A rather subdued Federal Budget has been delivered in Canberra on the eve of the announcement of the federal election.
This was a Budget that Treasurer Jim Chalmers, up until ex-Tropical Cyclone Alfred, wasn’t expecting to deliver and it was light on detail. By way of comparison, last year’s budget ran to 200 pages whereas this year’s comes in at just 93 pages.
The FAAA says there was very little for financial services, let alone financial advisers, and nothing to address the serious issue of the ever-increasing cost of providing advice, including the growing costs arising from the Compensation Scheme of Last Resort (CSLR).
Some areas that could affect financial advisers in their work with clients include:
FAAA general manager, policy, advocacy and standards Phil Anderson said: “There is very little news in this Federal Budget and it is light on detail. Notable omissions for our profession include any CSLR or ASIC levy relief and no action on access to the ATO Portal.

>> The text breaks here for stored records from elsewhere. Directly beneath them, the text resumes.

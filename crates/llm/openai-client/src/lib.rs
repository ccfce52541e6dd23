//! # OpenAI API client
//!
//! Thin wrapper around [async-openai] for chat completion against OpenAI or any
//! compatible endpoint. Provides token masking for safe logging.

use async_openai::{config::OpenAIConfig, types::CreateChatCompletionRequestArgs, Client};
use std::sync::Arc;

pub use async_openai::types::{
    ChatCompletionRequestAssistantMessageArgs, ChatCompletionRequestMessage,
    ChatCompletionRequestSystemMessageArgs, ChatCompletionRequestUserMessageArgs,
};

/// Masks an API key for logging: first 4 chars + "***" + last 4 chars.
/// Keys of 12 characters or fewer are fully masked.
pub fn mask_token(token: &str) -> String {
    let chars: Vec<char> = token.chars().collect();
    if chars.len() <= 12 {
        return "***".to_string();
    }
    let head: String = chars[..4].iter().collect();
    let tail: String = chars[chars.len() - 4..].iter().collect();
    format!("{}***{}", head, tail)
}

/// Model and sampling settings for one completion request.
#[derive(Debug, Clone, PartialEq)]
pub struct CompletionOptions {
    pub model: String,
    pub temperature: Option<f32>,
}

impl CompletionOptions {
    pub fn new(model: impl Into<String>) -> Self {
        Self {
            model: model.into(),
            temperature: None,
        }
    }

    pub fn with_temperature(mut self, temperature: f32) -> Self {
        self.temperature = Some(temperature);
        self
    }
}

#[derive(Debug, Clone, Copy, PartialEq, Eq, Default)]
pub struct TokenUsage {
    pub prompt_tokens: u32,
    pub completion_tokens: u32,
    pub total_tokens: u32,
}

/// Assistant reply plus token usage when the provider reports it.
#[derive(Debug, Clone, PartialEq)]
pub struct Completion {
    pub content: String,
    pub usage: Option<TokenUsage>,
}

/// OpenAI chat client. Wraps async-openai client; holds the API key only for masked logging.
#[derive(Clone)]
pub struct OpenAIClient {
    client: Arc<Client<OpenAIConfig>>,
    masked_key: String,
}

impl OpenAIClient {
    /// Builds a client using the given API key and default API base URL.
    pub fn new(api_key: String) -> Self {
        let masked_key = mask_token(&api_key);
        let config = OpenAIConfig::new().with_api_key(api_key);
        Self {
            client: Arc::new(Client::with_config(config)),
            masked_key,
        }
    }

    /// Builds a client with a custom base URL (proxies or compatible endpoints).
    pub fn with_base_url(api_key: String, base_url: String) -> Self {
        let masked_key = mask_token(&api_key);
        let config = OpenAIConfig::new()
            .with_api_key(api_key)
            .with_api_base(base_url);
        Self {
            client: Arc::new(Client::with_config(config)),
            masked_key,
        }
    }

    /// Sends a chat completion request and returns the first choice's content.
    ///
    /// Logs the masked API key, request JSON at debug level, and token usage.
    pub async fn chat_completion(
        &self,
        options: &CompletionOptions,
        messages: Vec<ChatCompletionRequestMessage>,
    ) -> anyhow::Result<Completion> {
        tracing::info!(
            model = %options.model,
            message_count = messages.len(),
            api_key = %self.masked_key,
            "OpenAI chat_completion request"
        );

        let mut args = CreateChatCompletionRequestArgs::default();
        args.model(options.model.as_str()).messages(messages);
        if let Some(temperature) = options.temperature {
            args.temperature(temperature);
        }
        let request = args.build()?;

        if let Ok(json) = serde_json::to_string(&request) {
            tracing::debug!(request_json = %json, "OpenAI chat_completion request JSON");
        }

        let response = self.client.chat().create(request).await?;

        let usage = response.usage.as_ref().map(|u| TokenUsage {
            prompt_tokens: u.prompt_tokens,
            completion_tokens: u.completion_tokens,
            total_tokens: u.total_tokens,
        });
        if let Some(u) = usage {
            tracing::info!(
                prompt_tokens = u.prompt_tokens,
                completion_tokens = u.completion_tokens,
                total_tokens = u.total_tokens,
                "OpenAI chat_completion usage"
            );
        }

        let Some(choice) = response.choices.into_iter().next() else {
            anyhow::bail!("No response from OpenAI");
        };
        Ok(Completion {
            content: choice.message.content.unwrap_or_default(),
            usage,
        })
    }
}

“The lack of detail in the Budget follows the recent release (on Friday 21 March) of the next tranche of draft legislation for the Delivering Better Financial Outcomes reforms, which were also frustrating in their lack of scope and detail.
“It is disappointing that the government has not been able to move ahead on a clear pathway in improving the accessibility and affordability of financial advice, at a time when an increasing number of Australians would benefit from professional quality advice,” Mr Anderson says.
As a measure of the lack of relevant detail for the financial advice profession, in Budget Paper Number 2 (where details of all the spending commitments are found) there is no mention of financial advice or the CSLR, and only one mention of ASIC and two mentions of superannuation.